Top of Extracted entries

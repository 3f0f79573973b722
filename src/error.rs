//! Error types for Agent Studio.

use uuid::Uuid;

use crate::wizard::schema::StepValidation;
use crate::wizard::state::{WizardStatus, WizardStep};

/// Top-level error type.
#[derive(Debug, thiserror::Error)]
pub enum Error {
    #[error("Configuration error: {0}")]
    Config(#[from] ConfigError),

    #[error("Store error: {0}")]
    Store(#[from] StoreError),

    #[error("Wizard error: {0}")]
    Wizard(#[from] WizardError),
}

/// Configuration-related errors.
#[derive(Debug, thiserror::Error)]
pub enum ConfigError {
    #[error("Invalid configuration value for {key}: {message}")]
    InvalidValue { key: String, message: String },
}

/// Agent store errors.
#[derive(Debug, thiserror::Error)]
pub enum StoreError {
    #[error("Connection pool error: {0}")]
    Pool(String),

    #[error("Query failed: {0}")]
    Query(String),

    #[error("Entity not found: {entity} with id {id}")]
    NotFound { entity: String, id: String },

    #[error("Constraint violation: {0}")]
    Constraint(String),

    #[error("Migration failed: {0}")]
    Migration(String),

    #[error("Serialization error: {0}")]
    Serialization(String),

    /// The store refused the request (e.g. a simulated backend failure).
    #[error("Request rejected: {0}")]
    Rejected(String),
}

/// Draft persistence errors.
#[derive(Debug, thiserror::Error)]
pub enum DraftError {
    #[error("Draft storage unavailable: {0}")]
    Unavailable(String),

    #[error("Failed to serialize draft: {0}")]
    Serialization(#[from] serde_json::Error),
}

/// Wizard flow errors. None of these are fatal: the session stays usable.
#[derive(Debug, thiserror::Error)]
pub enum WizardError {
    #[error("Step {step} has {} invalid field(s)", errors.len())]
    StepInvalid {
        step: WizardStep,
        errors: StepValidation,
    },

    #[error("Cannot jump ahead from step {current} to step {target}")]
    JumpAhead { current: u8, target: u8 },

    #[error("Invalid step number: {0}")]
    InvalidStep(u8),

    #[error("Submission is only allowed from the final step (currently at {current})")]
    NotAtFinalStep { current: WizardStep },

    #[error("Wizard is closed ({status})")]
    Closed { status: WizardStatus },

    #[error("Wizard session {0} not found")]
    SessionNotFound(Uuid),

    #[error("Failed to save draft: {0}")]
    Draft(#[from] DraftError),

    #[error("Agent creation failed: {0}")]
    Submission(#[from] StoreError),
}

/// Result type alias.
pub type Result<T> = std::result::Result<T, Error>;
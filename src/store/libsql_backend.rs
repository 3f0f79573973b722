//! libSQL backend for `AgentStore`. Supports local file and in-memory databases.

use std::path::Path;
use std::sync::Arc;

use async_trait::async_trait;
use chrono::{DateTime, Utc};
use libsql::{Connection, Database as LibSqlDatabase, params};
use tracing::info;
use uuid::Uuid;

use crate::error::StoreError;
use crate::store::migrations;
use crate::store::traits::{Agent, AgentStore, CreateAgentRequest, UpdateAgentRequest};

/// libSQL agent store.
///
/// Stores a single connection that is reused for all operations.
/// `libsql::Connection` is `Send + Sync` and safe for concurrent async use.
pub struct LibSqlAgentStore {
    #[allow(dead_code)]
    db: Arc<LibSqlDatabase>,
    conn: Connection,
}

impl LibSqlAgentStore {
    /// Open (or create) a local database file and run migrations.
    pub async fn new_local(path: &Path) -> Result<Self, StoreError> {
        if let Some(parent) = path.parent() {
            std::fs::create_dir_all(parent).map_err(|e| {
                StoreError::Pool(format!("Failed to create database directory: {e}"))
            })?;
        }

        let db = libsql::Builder::new_local(path)
            .build()
            .await
            .map_err(|e| StoreError::Pool(format!("Failed to open libSQL database: {e}")))?;

        let conn = db
            .connect()
            .map_err(|e| StoreError::Pool(format!("Failed to create connection: {e}")))?;

        let store = Self {
            db: Arc::new(db),
            conn,
        };
        store.init_schema().await?;
        info!(path = %path.display(), "Agent database opened");
        Ok(store)
    }

    /// Create an in-memory database (for tests and ephemeral runs).
    pub async fn new_memory() -> Result<Self, StoreError> {
        let db = libsql::Builder::new_local(":memory:")
            .build()
            .await
            .map_err(|e| StoreError::Pool(format!("Failed to create in-memory database: {e}")))?;

        let conn = db
            .connect()
            .map_err(|e| StoreError::Pool(format!("Failed to create connection: {e}")))?;

        let store = Self {
            db: Arc::new(db),
            conn,
        };
        store.init_schema().await?;
        Ok(store)
    }

    async fn init_schema(&self) -> Result<(), StoreError> {
        migrations::run_migrations(&self.conn).await
    }

    async fn write_agent(&self, agent: &Agent, op: &str) -> Result<u64, StoreError> {
        self.conn
            .execute(
                "UPDATE agents SET name = ?1, description = ?2, model = ?3, system_prompt = ?4,
                    temperature = ?5, max_tokens = ?6, is_active = ?7, updated_at = ?8
                 WHERE id = ?9",
                params![
                    agent.name.as_str(),
                    agent.description.as_str(),
                    agent.model.as_str(),
                    agent.system_prompt.as_str(),
                    agent.temperature,
                    i64::from(agent.max_tokens),
                    agent.is_active as i64,
                    agent.updated_at.to_rfc3339(),
                    agent.id.to_string()
                ],
            )
            .await
            .map_err(|e| StoreError::Query(format!("{op}: {e}")))
    }
}

const AGENT_COLUMNS: &str = "id, user_id, name, description, model, system_prompt, \
    temperature, max_tokens, is_active, created_at, updated_at";

/// Parse an RFC 3339 or SQLite datetime string into DateTime<Utc>.
fn parse_datetime(s: &str) -> DateTime<Utc> {
    if let Ok(dt) = DateTime::parse_from_rfc3339(s) {
        return dt.with_timezone(&Utc);
    }
    if let Ok(ndt) = chrono::NaiveDateTime::parse_from_str(s, "%Y-%m-%d %H:%M:%S%.f") {
        return ndt.and_utc();
    }
    if let Ok(ndt) = chrono::NaiveDateTime::parse_from_str(s, "%Y-%m-%d %H:%M:%S") {
        return ndt.and_utc();
    }
    DateTime::<Utc>::MIN_UTC
}

fn row_to_agent(row: &libsql::Row) -> Result<Agent, StoreError> {
    let id_str: String = row
        .get(0)
        .map_err(|e| StoreError::Serialization(format!("agent id: {e}")))?;
    let id = Uuid::parse_str(&id_str)
        .map_err(|e| StoreError::Serialization(format!("agent id {id_str}: {e}")))?;
    let parse = |e: libsql::Error| StoreError::Serialization(format!("agent {id}: {e}"));

    let max_tokens: i64 = row.get(7).map_err(parse)?;
    let is_active: i64 = row.get(8).map_err(parse)?;
    let created_str: String = row.get(9).map_err(parse)?;
    let updated_str: String = row.get(10).map_err(parse)?;

    Ok(Agent {
        id,
        user_id: row.get(1).map_err(parse)?,
        name: row.get(2).map_err(parse)?,
        description: row.get(3).map_err(parse)?,
        model: row.get(4).map_err(parse)?,
        system_prompt: row.get(5).map_err(parse)?,
        temperature: row.get(6).map_err(parse)?,
        max_tokens: u32::try_from(max_tokens)
            .map_err(|e| StoreError::Serialization(format!("agent {id} max_tokens: {e}")))?,
        is_active: is_active != 0,
        created_at: parse_datetime(&created_str),
        updated_at: parse_datetime(&updated_str),
    })
}

#[async_trait]
impl AgentStore for LibSqlAgentStore {
    async fn create_agent(&self, request: &CreateAgentRequest) -> Result<Agent, StoreError> {
        request.check()?;
        let agent = Agent::from_request(request);

        self.conn
            .execute(
                &format!(
                    "INSERT INTO agents ({AGENT_COLUMNS})
                     VALUES (?1, ?2, ?3, ?4, ?5, ?6, ?7, ?8, ?9, ?10, ?11)"
                ),
                params![
                    agent.id.to_string(),
                    agent.user_id.as_str(),
                    agent.name.as_str(),
                    agent.description.as_str(),
                    agent.model.as_str(),
                    agent.system_prompt.as_str(),
                    agent.temperature,
                    i64::from(agent.max_tokens),
                    agent.is_active as i64,
                    agent.created_at.to_rfc3339(),
                    agent.updated_at.to_rfc3339()
                ],
            )
            .await
            .map_err(|e| StoreError::Query(format!("create_agent: {e}")))?;

        info!(agent_id = %agent.id, name = %agent.name, "Agent created");
        Ok(agent)
    }

    async fn get_agent(&self, id: Uuid) -> Result<Option<Agent>, StoreError> {
        let mut rows = self
            .conn
            .query(
                &format!("SELECT {AGENT_COLUMNS} FROM agents WHERE id = ?1"),
                params![id.to_string()],
            )
            .await
            .map_err(|e| StoreError::Query(format!("get_agent: {e}")))?;

        match rows.next().await {
            Ok(Some(row)) => Ok(Some(row_to_agent(&row)?)),
            Ok(None) => Ok(None),
            Err(e) => Err(StoreError::Query(format!("get_agent: {e}"))),
        }
    }

    async fn update_agent(
        &self,
        id: Uuid,
        request: &UpdateAgentRequest,
    ) -> Result<Agent, StoreError> {
        request.check()?;
        let mut agent = self.get_agent(id).await?.ok_or_else(|| StoreError::NotFound {
            entity: "agent".into(),
            id: id.to_string(),
        })?;
        request.apply_to(&mut agent);

        let count = self.write_agent(&agent, "update_agent").await?;
        if count == 0 {
            return Err(StoreError::NotFound {
                entity: "agent".into(),
                id: id.to_string(),
            });
        }
        info!(agent_id = %id, "Agent updated");
        Ok(agent)
    }

    async fn delete_agent(&self, id: Uuid) -> Result<bool, StoreError> {
        let count = self
            .conn
            .execute("DELETE FROM agents WHERE id = ?1", params![id.to_string()])
            .await
            .map_err(|e| StoreError::Query(format!("delete_agent: {e}")))?;
        if count > 0 {
            info!(agent_id = %id, "Agent deleted");
        }
        Ok(count > 0)
    }

    async fn list_agents(&self, user_id: &str) -> Result<Vec<Agent>, StoreError> {
        let mut rows = self
            .conn
            .query(
                &format!(
                    "SELECT {AGENT_COLUMNS} FROM agents WHERE user_id = ?1
                     ORDER BY created_at DESC"
                ),
                params![user_id],
            )
            .await
            .map_err(|e| StoreError::Query(format!("list_agents: {e}")))?;

        let mut agents = Vec::new();
        while let Some(row) = rows
            .next()
            .await
            .map_err(|e| StoreError::Query(format!("list_agents: {e}")))?
        {
            agents.push(row_to_agent(&row)?);
        }
        Ok(agents)
    }
}

#[cfg(test)]
mod tests {
    use super::*;

    async fn test_db() -> LibSqlAgentStore {
        LibSqlAgentStore::new_memory().await.unwrap()
    }

    fn request(name: &str, user: &str) -> CreateAgentRequest {
        CreateAgentRequest {
            name: name.to_string(),
            description: "Answers product questions".to_string(),
            model: "gpt-4".to_string(),
            system_prompt: "You are Support Bot, a friendly AI assistant".to_string(),
            temperature: 0.7,
            max_tokens: 1000,
            user_id: user.to_string(),
        }
    }

    #[tokio::test]
    async fn create_and_get() {
        let db = test_db().await;
        let agent = db.create_agent(&request("Support Bot", "u1")).await.unwrap();

        let fetched = db.get_agent(agent.id).await.unwrap().unwrap();
        assert_eq!(fetched.id, agent.id);
        assert_eq!(fetched.name, "Support Bot");
        assert_eq!(fetched.max_tokens, 1000);
        assert!((fetched.temperature - 0.7).abs() < f64::EPSILON);
        assert!(fetched.is_active);
    }

    #[tokio::test]
    async fn get_not_found() {
        let db = test_db().await;
        assert!(db.get_agent(Uuid::new_v4()).await.unwrap().is_none());
    }

    #[tokio::test]
    async fn rejects_invalid_request() {
        let db = test_db().await;
        let mut bad = request("Bot", "u1");
        bad.max_tokens = 0;
        let err = db.create_agent(&bad).await.unwrap_err();
        assert!(matches!(err, StoreError::Constraint(_)));
    }

    #[tokio::test]
    async fn update_persists() {
        let db = test_db().await;
        let agent = db.create_agent(&request("Bot", "u1")).await.unwrap();

        let update = UpdateAgentRequest {
            name: Some("Sales Bot".to_string()),
            is_active: Some(false),
            ..Default::default()
        };
        let updated = db.update_agent(agent.id, &update).await.unwrap();
        assert_eq!(updated.name, "Sales Bot");

        let fetched = db.get_agent(agent.id).await.unwrap().unwrap();
        assert_eq!(fetched.name, "Sales Bot");
        assert!(!fetched.is_active);
        assert_eq!(fetched.description, agent.description);
    }

    #[tokio::test]
    async fn update_missing_is_not_found() {
        let db = test_db().await;
        let err = db
            .update_agent(Uuid::new_v4(), &UpdateAgentRequest::default())
            .await
            .unwrap_err();
        assert!(matches!(err, StoreError::NotFound { .. }));
    }

    #[tokio::test]
    async fn delete_reports_removal() {
        let db = test_db().await;
        let agent = db.create_agent(&request("Bot", "u1")).await.unwrap();
        assert!(db.delete_agent(agent.id).await.unwrap());
        assert!(!db.delete_agent(agent.id).await.unwrap());
    }

    #[tokio::test]
    async fn list_is_scoped_and_newest_first() {
        let db = test_db().await;
        let first = db.create_agent(&request("First", "u1")).await.unwrap();
        tokio::time::sleep(std::time::Duration::from_millis(5)).await;
        let second = db.create_agent(&request("Second", "u1")).await.unwrap();
        db.create_agent(&request("Other", "u2")).await.unwrap();

        let agents = db.list_agents("u1").await.unwrap();
        assert_eq!(agents.len(), 2);
        assert_eq!(agents[0].id, second.id);
        assert_eq!(agents[1].id, first.id);
    }

    #[tokio::test]
    async fn file_database_survives_reopen() {
        let dir = tempfile::tempdir().unwrap();
        let path = dir.path().join("nested").join("agents.db");

        let id = {
            let db = LibSqlAgentStore::new_local(&path).await.unwrap();
            db.create_agent(&request("Durable", "u1")).await.unwrap().id
        };

        let db = LibSqlAgentStore::new_local(&path).await.unwrap();
        let fetched = db.get_agent(id).await.unwrap().unwrap();
        assert_eq!(fetched.name, "Durable");
    }

    #[test]
    fn parse_datetime_formats() {
        let rfc = parse_datetime("2024-05-01T10:00:00+00:00");
        let sqlite = parse_datetime("2024-05-01 10:00:00");
        assert_eq!(rfc, sqlite);
        assert_eq!(parse_datetime("garbage"), DateTime::<Utc>::MIN_UTC);
    }
}
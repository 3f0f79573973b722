//! Form state edited across the wizard steps.

use serde::{Deserialize, Serialize};

use super::files::UploadedFile;
use super::schema::Field;
use super::templates::UseCase;

/// What the agent is for.
#[derive(Debug, Clone, Copy, PartialEq, Eq, Serialize, Deserialize)]
#[serde(rename_all = "snake_case")]
pub enum Purpose {
    Sales,
    Support,
    Leads,
    Other,
}

impl Purpose {
    /// Human-readable label used in previews and prompts.
    pub fn label(&self) -> &'static str {
        match self {
            Self::Sales => "Sales",
            Self::Support => "Customer Support",
            Self::Leads => "Lead Generation",
            Self::Other => "General Assistance",
        }
    }
}

impl std::fmt::Display for Purpose {
    fn fmt(&self, f: &mut std::fmt::Formatter<'_>) -> std::fmt::Result {
        match self {
            Self::Sales => write!(f, "sales"),
            Self::Support => write!(f, "support"),
            Self::Leads => write!(f, "leads"),
            Self::Other => write!(f, "other"),
        }
    }
}

/// How the agent phrases its answers.
#[derive(Debug, Clone, Copy, PartialEq, Eq, Serialize, Deserialize)]
#[serde(rename_all = "snake_case")]
pub enum ResponseStyle {
    Concise,
    Detailed,
    Friendly,
    Professional,
}

impl Default for ResponseStyle {
    fn default() -> Self {
        Self::Friendly
    }
}

impl std::fmt::Display for ResponseStyle {
    fn fmt(&self, f: &mut std::fmt::Formatter<'_>) -> std::fmt::Result {
        match self {
            Self::Concise => write!(f, "concise"),
            Self::Detailed => write!(f, "detailed"),
            Self::Friendly => write!(f, "friendly"),
            Self::Professional => write!(f, "professional"),
        }
    }
}

/// Which visitor details the agent asks for during a conversation.
#[derive(Debug, Clone, Copy, PartialEq, Eq, Serialize, Deserialize)]
pub struct DataCollection {
    pub name: bool,
    pub email: bool,
    pub phone: bool,
    pub company: bool,
}

impl Default for DataCollection {
    fn default() -> Self {
        Self {
            name: false,
            email: true,
            phone: false,
            company: false,
        }
    }
}

impl DataCollection {
    /// Labels of the enabled flags, in display order.
    pub fn enabled_labels(&self) -> Vec<&'static str> {
        [
            (self.name, "name"),
            (self.email, "email"),
            (self.phone, "phone"),
            (self.company, "company"),
        ]
        .into_iter()
        .filter_map(|(on, label)| on.then_some(label))
        .collect()
    }
}

/// Escalation to a human operator.
#[derive(Debug, Clone, PartialEq, Eq, Serialize, Deserialize)]
pub struct HumanHandoff {
    pub enabled: bool,
    /// Confidence threshold (0–100) below which the agent hands off.
    pub threshold: i32,
    #[serde(default)]
    pub message: String,
}

impl Default for HumanHandoff {
    fn default() -> Self {
        Self {
            enabled: false,
            threshold: 70,
            message: String::new(),
        }
    }
}

/// The complete set of values edited across the five wizard steps.
///
/// Created with defaults when a session opens, mutated in place by every
/// edit, and discarded when the session closes.
#[derive(Debug, Clone, PartialEq, Serialize, Deserialize)]
#[serde(default)]
pub struct FormState {
    // Identity
    pub name: String,
    pub description: String,
    pub avatar: Option<String>,
    pub purpose: Option<Purpose>,

    // Business
    pub industry: String,
    pub use_case: Option<UseCase>,
    pub what_we_do: String,
    pub what_we_dont_do: String,

    // Knowledge
    pub files: Vec<UploadedFile>,
    pub personality_tone: i32,
    pub data_collection: DataCollection,
    pub knowledge_base: String,

    // Behavior
    pub response_style: ResponseStyle,
    pub fallback_message: String,
    pub human_handoff: HumanHandoff,

    // Deployment
    pub is_active: bool,
    pub is_public: bool,
    pub allow_feedback: bool,
}

impl Default for FormState {
    fn default() -> Self {
        Self {
            name: String::new(),
            description: String::new(),
            avatar: None,
            purpose: None,
            industry: String::new(),
            use_case: None,
            what_we_do: String::new(),
            what_we_dont_do: String::new(),
            files: Vec::new(),
            personality_tone: 50,
            data_collection: DataCollection::default(),
            knowledge_base: String::new(),
            response_style: ResponseStyle::default(),
            fallback_message: String::new(),
            human_handoff: HumanHandoff::default(),
            is_active: true,
            is_public: false,
            allow_feedback: true,
        }
    }
}

/// A single typed field edit.
///
/// Serialized as `{"field": "<name>", "value": <value>}`.
#[derive(Debug, Clone, PartialEq, Serialize, Deserialize)]
#[serde(tag = "field", content = "value", rename_all = "snake_case")]
pub enum FieldEdit {
    Name(String),
    Description(String),
    Avatar(Option<String>),
    Purpose(Purpose),
    Industry(String),
    UseCase(UseCase),
    WhatWeDo(String),
    WhatWeDontDo(String),
    PersonalityTone(i32),
    DataCollection(DataCollection),
    KnowledgeBase(String),
    ResponseStyle(ResponseStyle),
    FallbackMessage(String),
    HumanHandoffEnabled(bool),
    HumanHandoffThreshold(i32),
    HumanHandoffMessage(String),
    IsActive(bool),
    IsPublic(bool),
    AllowFeedback(bool),
}

impl FieldEdit {
    /// The schema field this edit writes.
    pub fn field(&self) -> Field {
        match self {
            Self::Name(_) => Field::Name,
            Self::Description(_) => Field::Description,
            Self::Avatar(_) => Field::Avatar,
            Self::Purpose(_) => Field::Purpose,
            Self::Industry(_) => Field::Industry,
            Self::UseCase(_) => Field::UseCase,
            Self::WhatWeDo(_) => Field::WhatWeDo,
            Self::WhatWeDontDo(_) => Field::WhatWeDontDo,
            Self::PersonalityTone(_) => Field::PersonalityTone,
            Self::DataCollection(_) => Field::DataCollection,
            Self::KnowledgeBase(_) => Field::KnowledgeBase,
            Self::ResponseStyle(_) => Field::ResponseStyle,
            Self::FallbackMessage(_) => Field::FallbackMessage,
            Self::HumanHandoffEnabled(_) => Field::HumanHandoffEnabled,
            Self::HumanHandoffThreshold(_) => Field::HumanHandoffThreshold,
            Self::HumanHandoffMessage(_) => Field::HumanHandoffMessage,
            Self::IsActive(_) => Field::IsActive,
            Self::IsPublic(_) => Field::IsPublic,
            Self::AllowFeedback(_) => Field::AllowFeedback,
        }
    }
}

impl FormState {
    /// Write an edit into the form. Values are stored as given; validation
    /// is the caller's concern.
    pub fn apply(&mut self, edit: FieldEdit) -> Field {
        let field = edit.field();
        match edit {
            FieldEdit::Name(v) => self.name = v,
            FieldEdit::Description(v) => self.description = v,
            FieldEdit::Avatar(v) => self.avatar = v.filter(|s| !s.trim().is_empty()),
            FieldEdit::Purpose(v) => self.purpose = Some(v),
            FieldEdit::Industry(v) => self.industry = v,
            FieldEdit::UseCase(v) => self.use_case = Some(v),
            FieldEdit::WhatWeDo(v) => self.what_we_do = v,
            FieldEdit::WhatWeDontDo(v) => self.what_we_dont_do = v,
            FieldEdit::PersonalityTone(v) => self.personality_tone = v,
            FieldEdit::DataCollection(v) => self.data_collection = v,
            FieldEdit::KnowledgeBase(v) => self.knowledge_base = v,
            FieldEdit::ResponseStyle(v) => self.response_style = v,
            FieldEdit::FallbackMessage(v) => self.fallback_message = v,
            FieldEdit::HumanHandoffEnabled(v) => self.human_handoff.enabled = v,
            FieldEdit::HumanHandoffThreshold(v) => self.human_handoff.threshold = v,
            FieldEdit::HumanHandoffMessage(v) => self.human_handoff.message = v,
            FieldEdit::IsActive(v) => self.is_active = v,
            FieldEdit::IsPublic(v) => self.is_public = v,
            FieldEdit::AllowFeedback(v) => self.allow_feedback = v,
        }
        field
    }

    /// Current value of a field as JSON, for rendering.
    pub fn value_of(&self, field: Field) -> serde_json::Value {
        use serde_json::json;
        match field {
            Field::Name => json!(self.name),
            Field::Description => json!(self.description),
            Field::Avatar => json!(self.avatar),
            Field::Purpose => json!(self.purpose),
            Field::Industry => json!(self.industry),
            Field::UseCase => json!(self.use_case),
            Field::WhatWeDo => json!(self.what_we_do),
            Field::WhatWeDontDo => json!(self.what_we_dont_do),
            Field::Files => json!(self.files),
            Field::PersonalityTone => json!(self.personality_tone),
            Field::DataCollection => json!(self.data_collection),
            Field::KnowledgeBase => json!(self.knowledge_base),
            Field::ResponseStyle => json!(self.response_style),
            Field::FallbackMessage => json!(self.fallback_message),
            Field::HumanHandoffEnabled => json!(self.human_handoff.enabled),
            Field::HumanHandoffThreshold => json!(self.human_handoff.threshold),
            Field::HumanHandoffMessage => json!(self.human_handoff.message),
            Field::IsActive => json!(self.is_active),
            Field::IsPublic => json!(self.is_public),
            Field::AllowFeedback => json!(self.allow_feedback),
        }
    }
}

Bottom of Extracted entries

#### Assignment:
In the data above, each line holding "impl" is to be found and copied.

#### Reply:
impl LibSqlAgentStore {
impl AgentStore for LibSqlAgentStore {
impl Purpose {
impl std::fmt::Display for Purpose {
impl Default for ResponseStyle {
impl std::fmt::Display for ResponseStyle {
impl Default for DataCollection {
impl DataCollection {
impl Default for HumanHandoff {
impl Default for FormState {
impl FieldEdit {
impl FormState {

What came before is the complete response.